Cecilia Mary Caddell (1814 – 1877) was an Irish author. Born in Harbourstown to Richard (1780-1856) and Paulina O'Ferral Caddell (†1856). Her mother is the daughter of Thomas Arthur, the second Viscount Southwell of Limerick. Her brother, Robert Cadell, was the High Sheriff of Meath.

Her works were concentrated in Catholic literature. She was a contributor to Catholic periodicals such as The Lamp and The Irish Monthly Magazine.

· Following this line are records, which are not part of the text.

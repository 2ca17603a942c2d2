use std::fmt;

use chrono::{NaiveDate, NaiveTime, Timelike};
use serde::Serialize;
use ulid::Ulid;

use crate::limits::*;
use crate::model::*;

use super::availability::materialize;
use super::SchedulingError;

pub(crate) fn now_ms() -> Ms {
    std::time::SystemTime::now()
        .duration_since(std::time::UNIX_EPOCH)
        .map(|d| d.as_millis() as Ms)
        .unwrap_or_default()
}

/// Why a proposed lesson time was refused.
#[derive(Debug, Clone, Copy, PartialEq, Eq)]
pub enum Rejection {
    NotInFuture,
    OutsideAvailability,
    /// Overlaps the given lesson of the same teacher.
    Overlaps(Ulid),
    /// The referenced slot no longer exists or no longer covers the time.
    SlotUnavailable(Ulid),
    /// The student already has a weekly entry at this time.
    TemplateOverlap(Ulid),
    /// Lost every optimistic retry to concurrent writers.
    ConcurrentUpdate,
}

impl fmt::Display for Rejection {
    fn fmt(&self, f: &mut fmt::Formatter<'_>) -> fmt::Result {
        match self {
            Rejection::NotInFuture => write!(f, "scheduled time is not in the future"),
            Rejection::OutsideAvailability => {
                write!(f, "time is not inside the teacher's free availability")
            }
            Rejection::Overlaps(id) => write!(f, "overlaps lesson {id}"),
            Rejection::SlotUnavailable(id) => write!(f, "slot {id} is no longer available"),
            Rejection::TemplateOverlap(id) => write!(f, "overlaps weekly entry {id}"),
            Rejection::ConcurrentUpdate => write!(f, "calendar changed concurrently, try again"),
        }
    }
}

impl Rejection {
    /// Metric label.
    pub fn reason(&self) -> &'static str {
        match self {
            Rejection::NotInFuture => "not_in_future",
            Rejection::OutsideAvailability => "outside_availability",
            Rejection::Overlaps(_) => "overlap",
            Rejection::SlotUnavailable(_) => "slot_unavailable",
            Rejection::TemplateOverlap(_) => "template_overlap",
            Rejection::ConcurrentUpdate => "concurrent_update",
        }
    }
}

/// What a proposed lesson must satisfy on top of not overlapping.
#[derive(Debug, Clone, Copy, Default)]
pub struct BookingCheck {
    /// The span must fit inside a materialized free slot.
    pub require_free_slot: bool,
    /// ...and that free slot must come from this slot.
    pub slot_id: Option<Ulid>,
    /// Lesson being moved; it never blocks itself.
    pub exclude: Option<Ulid>,
}

impl BookingCheck {
    pub fn in_free_slot(slot_id: Option<Ulid>) -> Self {
        Self {
            require_free_slot: true,
            slot_id,
            exclude: None,
        }
    }

    pub fn overlap_only() -> Self {
        Self::default()
    }

    pub fn excluding(mut self, class_id: Ulid) -> Self {
        self.exclude = Some(class_id);
        self
    }
}

/// Boolean answer for "can this be booked?" queries.
#[derive(Debug, Clone, PartialEq, Eq, Serialize)]
pub struct Verdict {
    pub ok: bool,
    pub reason: Option<String>,
}

impl From<Result<(), Rejection>> for Verdict {
    fn from(r: Result<(), Rejection>) -> Self {
        match r {
            Ok(()) => Verdict { ok: true, reason: None },
            Err(rej) => Verdict {
                ok: false,
                reason: Some(rej.to_string()),
            },
        }
    }
}

pub(crate) fn validate_span(span: &Span) -> Result<(), SchedulingError> {
    if span.start < MIN_VALID_TIMESTAMP_MS || span.end > MAX_VALID_TIMESTAMP_MS {
        return Err(SchedulingError::validation("timestamp out of range"));
    }
    Ok(())
}

pub(crate) fn validate_window(window: &Span) -> Result<(), SchedulingError> {
    validate_span(window)?;
    if window.duration_ms() > MAX_QUERY_WINDOW_MS {
        return Err(SchedulingError::validation("query window too wide"));
    }
    Ok(())
}

pub(crate) fn validate_duration(minutes: u32) -> Result<(), SchedulingError> {
    if !(MIN_LESSON_MINUTES..=MAX_LESSON_MINUTES).contains(&minutes) {
        return Err(SchedulingError::validation(format!(
            "duration must be between {MIN_LESSON_MINUTES} and {MAX_LESSON_MINUTES} minutes"
        )));
    }
    Ok(())
}

/// A weekly class must finish before midnight of the day it starts.
pub(crate) fn validate_same_day(hour: NaiveTime, minutes: u32) -> Result<(), SchedulingError> {
    if hour.num_seconds_from_midnight() / 60 + minutes >= 24 * 60 {
        return Err(SchedulingError::validation("class must end before midnight"));
    }
    Ok(())
}

pub(crate) fn validate_text(field: &str, value: &str) -> Result<(), SchedulingError> {
    if value.len() > MAX_TEXT_LEN {
        return Err(SchedulingError::validation(format!("{field} too long")));
    }
    Ok(())
}

/// Lesson span starting at `at`. Fails on out-of-range instants.
pub(crate) fn lesson_span(at: Ms, minutes: u32) -> Result<Span, SchedulingError> {
    validate_duration(minutes)?;
    let span = Span {
        start: at,
        end: at + minutes as Ms * MINUTE_MS,
    };
    validate_span(&span)?;
    Ok(span)
}

/// Whether `span` may be committed on `calendar` at `now`.
///
/// Checks run cheapest first: future, overlap, then the availability overlay.
pub fn check_booking(
    calendar: &TeacherCalendar,
    span: &Span,
    now: Ms,
    check: &BookingCheck,
) -> Result<(), Rejection> {
    if span.start <= now {
        return Err(Rejection::NotInFuture);
    }

    if let Some(other) = calendar
        .occupying(span)
        .find(|l| Some(l.id) != check.exclude)
    {
        return Err(Rejection::Overlaps(other.id));
    }

    if !check.require_free_slot {
        return Ok(());
    }

    if let Some(slot_id) = check.slot_id
        && calendar.slot(slot_id).is_none_or(|s| !s.is_open())
    {
        return Err(Rejection::SlotUnavailable(slot_id));
    }

    // Slots never cross midnight, so any covering occurrence starts that day.
    let day = Span::new(start_of_day(date_of(span.start)), span.end);
    let view = materialize(calendar, &day, check.exclude);
    let covering = view.free_slots.iter().find(|f| {
        f.span.contains_span(span) && check.slot_id.is_none_or(|id| id == f.slot_id)
    });
    match (covering, check.slot_id) {
        (Some(_), _) => Ok(()),
        (None, Some(slot_id)) => Err(Rejection::SlotUnavailable(slot_id)),
        (None, None) => Err(Rejection::OutsideAvailability),
    }
}

/// Lesson that would occupy a weekly time on a given date.
pub(crate) fn weekly_span(date: NaiveDate, hour: NaiveTime, minutes: u32) -> Span {
    let start = to_ms(date, hour);
    Span::new(start, start + minutes as Ms * MINUTE_MS)
}

/// Whether two weekly entries on the same weekday overlap in time.
pub(crate) fn template_entries_overlap(a: &ClassTemplateEntry, b: &ClassTemplateEntry) -> bool {
    if a.day != b.day {
        return false;
    }
    let anchor = NaiveDate::MIN;
    weekly_span(anchor, a.hour, a.duration_minutes)
        .overlaps(&weekly_span(anchor, b.hour, b.duration_minutes))
}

The Catholic Union and Times wrote that her works served to "elevate the tone of the reading Catholic public". Her most popular work is Blind Agnes, or, Little spouse of the blessed sacrament (1856), which was translated into Italian, French, and republished multiple times. Cadell also wrote historical fiction, such as her three-volume novel Wild Times, a tale of the days of Queen Elizabeth (1865) and Nellie Netterville, or, One of the transplanted (1867). She also published religious biographies and religious hymns.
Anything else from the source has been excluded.